“Bring Me the Football” The Power of Healing Connections

Teacher explaining something to young children in a school classroom
"A foundational truth: Connect before correct." Dr. Karyn Purvis

He sat in the last row of the classroom, and I wondered if he wanted to be there. We were conducting an early morning Sunday children’s ministries staff class on what makes a trauma-informed children’s ministry.

Midway through the class, I noticed that he was texting on his phone, and I was sure that he was marking time until the one-hour required class was over. I thought I had learned not to make assumptions, but I did it again, and I was so wrong.

When class was over, he waited until the room cleared and came up to me. He introduced himself as Ryan, a teacher with the early elementary children.

Ryan’s Story

“In just one hour, this class has transformed me. You see, I have an 8-year-old boy that comes into our program most every Sunday. Regretfully, sometimes, I am relieved when he doesn’t come because he isn’t in the room for very long when his behavior mushrooms out of control. When that happens, I have him removed to sit in the hall.”

“I know this little fellow’s background,” he continued. “He lives in a chaotic home environment and has been in and out of foster care.”

“What I learned today is that this young man needs me to connect with him when he comes into class. I now know-how. And even more, when he becomes dysregulated, a new word for me, I know he needs me even more to connect. I know he loves football. While you were talking, I was texting my wife to bring me the football. When Matt comes today, if he begins to misbehave, instead of removing him, Matt and I will go outside and throw the football. I will connect with him, not disconnect.”

What did we share in the one brief hour that so transformed this teacher?

We shared three principles:

This principle works for all children. This principle works for adults, too.

Healing Connections

1There is always a meaning behind the behavior.

Often, children don’t have words to express their needs, so they use their behavior. As a parent or teacher, we usually go directly to the behavior, not realizing there is a meaning behind it.

What are some of the behaviors we attempt to manage at home or in a children’s ministry setting?

  • Meltdowns
  • Disrespect
  • Hitting
  • Acting Out
  • Defiance

What could be some of the meanings behind those behaviors?

  • Fear-based response
  • Physical need – hungry, thirsty, tired
  • Sensory processing issues (too much noise or visual stimulation)
  • Feelings of hurt or rejection

It is easier said than done to think about the meaning or need behind the behavior, but when we do, we respond differently.

2.  Connect instead of disconnect.

When a child, any child, whether from a traumatic background or not, moves into misbehavior or dysregulation, he needs us, as safe adults to connect, not disconnect.

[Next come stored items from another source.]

//! Parsed result documents
//!
//! One `ResultDocument` is produced per completed test unit. Declared counts on
//! the top-level suites are authoritative; leaf counts are only used to
//! cross-check them and to split risky tests out of the error bucket.

use serde::{Deserialize, Serialize};
use std::fmt;

/// Kind of a defect recorded on a test case
#[derive(Clone, Copy, Debug, PartialEq, Eq, Hash, Serialize, Deserialize)]
#[serde(rename_all = "lowercase")]
pub enum DefectKind {
    Failure,
    Error,
    Warning,
    Skipped,
    Risky,
}

impl DefectKind {
    /// Singular noun used in defect listings
    pub fn noun(&self) -> &'static str {
        match self {
            DefectKind::Failure => "failure",
            DefectKind::Error => "error",
            DefectKind::Warning => "warning",
            DefectKind::Skipped => "skipped test",
            DefectKind::Risky => "risky test",
        }
    }
}

/// A single failure, error, warning, skip or risky notice
#[derive(Clone, Debug, PartialEq, Eq, Serialize, Deserialize)]
pub struct Defect {
    pub kind: DefectKind,
    /// Exception/assertion type reported by the test binary (may be empty)
    pub type_name: String,
    pub message: String,
}

impl Defect {
    pub fn new(kind: DefectKind, type_name: impl Into<String>, message: impl Into<String>) -> Self {
        Self {
            kind,
            type_name: type_name.into(),
            message: message.into(),
        }
    }
}

/// A `testcase` node
#[derive(Clone, Debug, Default, PartialEq, Serialize, Deserialize)]
pub struct CaseNode {
    pub name: String,
    pub class: String,
    pub file: String,
    pub line: u32,
    pub assertions: u64,
    pub time: f64,
    pub defects: Vec<Defect>,
}

impl CaseNode {
    /// Defects of one kind, in document order
    pub fn defects_of(&self, kind: DefectKind) -> impl Iterator<Item = &Defect> {
        self.defects.iter().filter(move |d| d.kind == kind)
    }

    pub fn count(&self, kind: DefectKind) -> u64 {
        self.defects_of(kind).count() as u64
    }

    /// Progress character for this case
    pub fn feedback(&self) -> FeedbackItem {
        let has = |kind: DefectKind| self.defects.iter().any(|d| d.kind == kind);

        if has(DefectKind::Error) {
            FeedbackItem::Error
        } else if has(DefectKind::Failure) {
            FeedbackItem::Failure
        } else if has(DefectKind::Warning) {
            FeedbackItem::Warning
        } else if has(DefectKind::Risky) {
            FeedbackItem::Risky
        } else if has(DefectKind::Skipped) {
            FeedbackItem::Skipped
        } else {
            FeedbackItem::Pass
        }
    }
}

/// Direct child of a suite
#[derive(Clone, Debug, PartialEq, Serialize, Deserialize)]
#[serde(rename_all = "lowercase")]
pub enum SuiteChild {
    Suite(SuiteNode),
    Case(CaseNode),
}

/// A `testsuite` node, possibly nested
#[derive(Clone, Debug, Default, PartialEq, Serialize, Deserialize)]
pub struct SuiteNode {
    pub name: String,
    pub file: String,
    pub tests: u64,
    pub assertions: u64,
    pub failures: u64,
    pub errors: u64,
    pub warnings: u64,
    pub skipped: u64,
    pub time: f64,
    /// Nested suites and cases, in document order
    pub children: Vec<SuiteChild>,
}

impl SuiteNode {
    pub fn with_cases(mut self, cases: impl IntoIterator<Item = CaseNode>) -> Self {
        self.children.extend(cases.into_iter().map(SuiteChild::Case));
        self
    }

    pub fn push_suite(&mut self, suite: SuiteNode) {
        self.children.push(SuiteChild::Suite(suite));
    }

    pub fn push_case(&mut self, case: CaseNode) {
        self.children.push(SuiteChild::Case(case));
    }

    /// Directly nested suites
    pub fn suites(&self) -> impl Iterator<Item = &SuiteNode> {
        self.children.iter().filter_map(|child| match child {
            SuiteChild::Suite(suite) => Some(suite),
            SuiteChild::Case(_) => None,
        })
    }

    /// Direct cases, without those of nested suites
    pub fn cases(&self) -> impl Iterator<Item = &CaseNode> {
        self.children.iter().filter_map(|child| match child {
            SuiteChild::Case(case) => Some(case),
            SuiteChild::Suite(_) => None,
        })
    }

    /// Every case below this suite, in document order
    pub fn all_cases(&self) -> Vec<&CaseNode> {
        let mut cases: Vec<&CaseNode> = Vec::new();
        self.collect_cases(&mut cases);
        cases
    }

    fn collect_cases<'a>(&'a self, into: &mut Vec<&'a CaseNode>) {
        for child in &self.children {
            match child {
                SuiteChild::Suite(suite) => suite.collect_cases(into),
                SuiteChild::Case(case) => into.push(case),
            }
        }
    }
}

/// Running counts of a run or of one document
#[derive(Clone, Copy, Debug, Default, PartialEq, Serialize, Deserialize)]
pub struct Totals {
    pub tests: u64,
    pub assertions: u64,
    pub failures: u64,
    pub errors: u64,
    pub warnings: u64,
    pub skipped: u64,
    pub risky: u64,
    pub time: f64,
}

impl Totals {
    pub fn add(&mut self, other: &Totals) {
        self.tests += other.tests;
        self.assertions += other.assertions;
        self.failures += other.failures;
        self.errors += other.errors;
        self.warnings += other.warnings;
        self.skipped += other.skipped;
        self.risky += other.risky;
        self.time += other.time;
    }

    /// True when there are no failures and no errors
    pub fn is_successful(&self) -> bool {
        self.failures == 0 && self.errors == 0
    }

    pub fn tier(&self) -> Tier {
        if self.errors > 0 || self.warnings > 0 {
            Tier::Error
        } else if self.failures > 0 {
            Tier::Failure
        } else {
            Tier::Success
        }
    }
}

/// Severity of a unit or run outcome. Errors outrank failures outrank success.
#[derive(Clone, Copy, Debug, PartialEq, Eq, PartialOrd, Ord, Hash, Serialize, Deserialize)]
#[serde(rename_all = "lowercase")]
pub enum Tier {
    Success,
    Failure,
    Error,
}

impl Tier {
    pub fn exit_code(&self) -> i32 {
        match self {
            Tier::Success => 0,
            Tier::Failure => 1,
            Tier::Error => 2,
        }
    }
}

/// One progress character
#[derive(Clone, Copy, Debug, PartialEq, Eq)]
pub enum FeedbackItem {
    Pass,
    Failure,
    Error,
    Warning,
    Risky,
    Skipped,
}

impl FeedbackItem {
    pub fn symbol(&self) -> char {
        match self {
            FeedbackItem::Pass => '.',
            FeedbackItem::Failure => 'F',
            FeedbackItem::Error => 'E',
            FeedbackItem::Warning => 'W',
            FeedbackItem::Risky => 'R',
            FeedbackItem::Skipped => 'S',
        }
    }
}

impl fmt::Display for FeedbackItem {
    fn fmt(&self, f: &mut fmt::Formatter<'_>) -> fmt::Result {
        write!(f, "{}", self.symbol())
    }
}

/// Parsed output of one test unit
#[derive(Clone, Debug, Default, PartialEq, Serialize, Deserialize)]
pub struct ResultDocument {
    pub suites: Vec<SuiteNode>,
}

impl ResultDocument {
    pub fn new(suites: Vec<SuiteNode>) -> Self {
        Self { suites }
    }

    /// All cases in document order
    pub fn cases(&self) -> Vec<&CaseNode> {
        self.suites.iter().flat_map(|s| s.all_cases()).collect()
    }

    pub fn case_count(&self) -> usize {
        self.cases().len()
    }

    pub fn feedback(&self) -> Vec<FeedbackItem> {
        self.cases().into_iter().map(CaseNode::feedback).collect()
    }

    /// Totals from the declared top-level suite counts.
    ///
    /// Risky tests are reported by the test binary as errors; they are moved
    /// out of the error count here so that they never raise the exit tier.
    pub fn totals(&self) -> Totals {
        let mut totals = Totals::default();
        for suite in &self.suites {
            totals.tests += suite.tests;
            totals.assertions += suite.assertions;
            totals.failures += suite.failures;
            totals.errors += suite.errors;
            totals.warnings += suite.warnings;
            totals.skipped += suite.skipped;
            totals.time += suite.time;
        }

        let risky = self.leaf_totals().risky;
        totals.risky = risky;
        totals.errors = totals.errors.saturating_sub(risky);
        totals
    }

    /// Totals summed over the leaf cases
    pub fn leaf_totals(&self) -> Totals {
        let mut totals = Totals::default();
        for case in self.cases() {
            totals.tests += 1;
            totals.assertions += case.assertions;
            totals.failures += case.count(DefectKind::Failure);
            totals.errors += case.count(DefectKind::Error);
            totals.warnings += case.count(DefectKind::Warning);
            totals.skipped += case.count(DefectKind::Skipped);
            totals.risky += case.count(DefectKind::Risky);
            totals.time += case.time;
        }
        totals
    }

    pub fn tier(&self) -> Tier {
        self.totals().tier()
    }
}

What are some of the ways we disconnect?

  • Sending to time-out
  • Sending to a room
  • Dismissing from a classroom
  • Using harsh disciplinary language
  • Any physical discipline (Children with a traumatic history have already suffered extreme harm. What would physical punishment teach them?)

What are some of the ways we can connect?

  • Sitting in time-in with a child in the same room
  • Getting on the child’s level and making gentle eye contact (if the child isn’t too dysregulated)
  • Soft touch on a hand or shoulder
  • Kind words – Matt, can you use your words, not your behavior. Tell me what happened. (A parent or teacher may have to use these words many times before a child responds.)
  • Once a child is calm, a parent or teacher can talk with the youngster in order to work on his behavioral needs.

3. Playfulness Wins

Sometimes as parents, we throw an atomic bomb response at a behavior when a playful response would de-escalate the situation rather quickly. At eight years old, my daughter, now an adult, taught me that lesson.

We were on a long drive, and she and a friend in the backseat were laughing louder and louder. At a stoplight, I turned around in frustration and told them to be quiet. My daughter looked at me, and laughingly asked, “Why don’t you just join in?” Playful lesson learned that day.

Here are some questions we can ask ourselves around our attitude of playfulness:

  • What do I see when a child erupts in a troubling manner?
  • Is there something I can learn from that incident that would change my interaction with the child?
  • What is the behavior that I would like to see instead, and how can I infuse play into that activity to make it naturally engaging.

I watched the children’s teacher walk out of the room with more compassion and understanding than when he first arrived; I know his interactions with Matt and all children will be different.  

A valuable lesson was relearned. There is always a meaning behind the behavior. He wasn’t texting out of boredom. He was texting to change a life.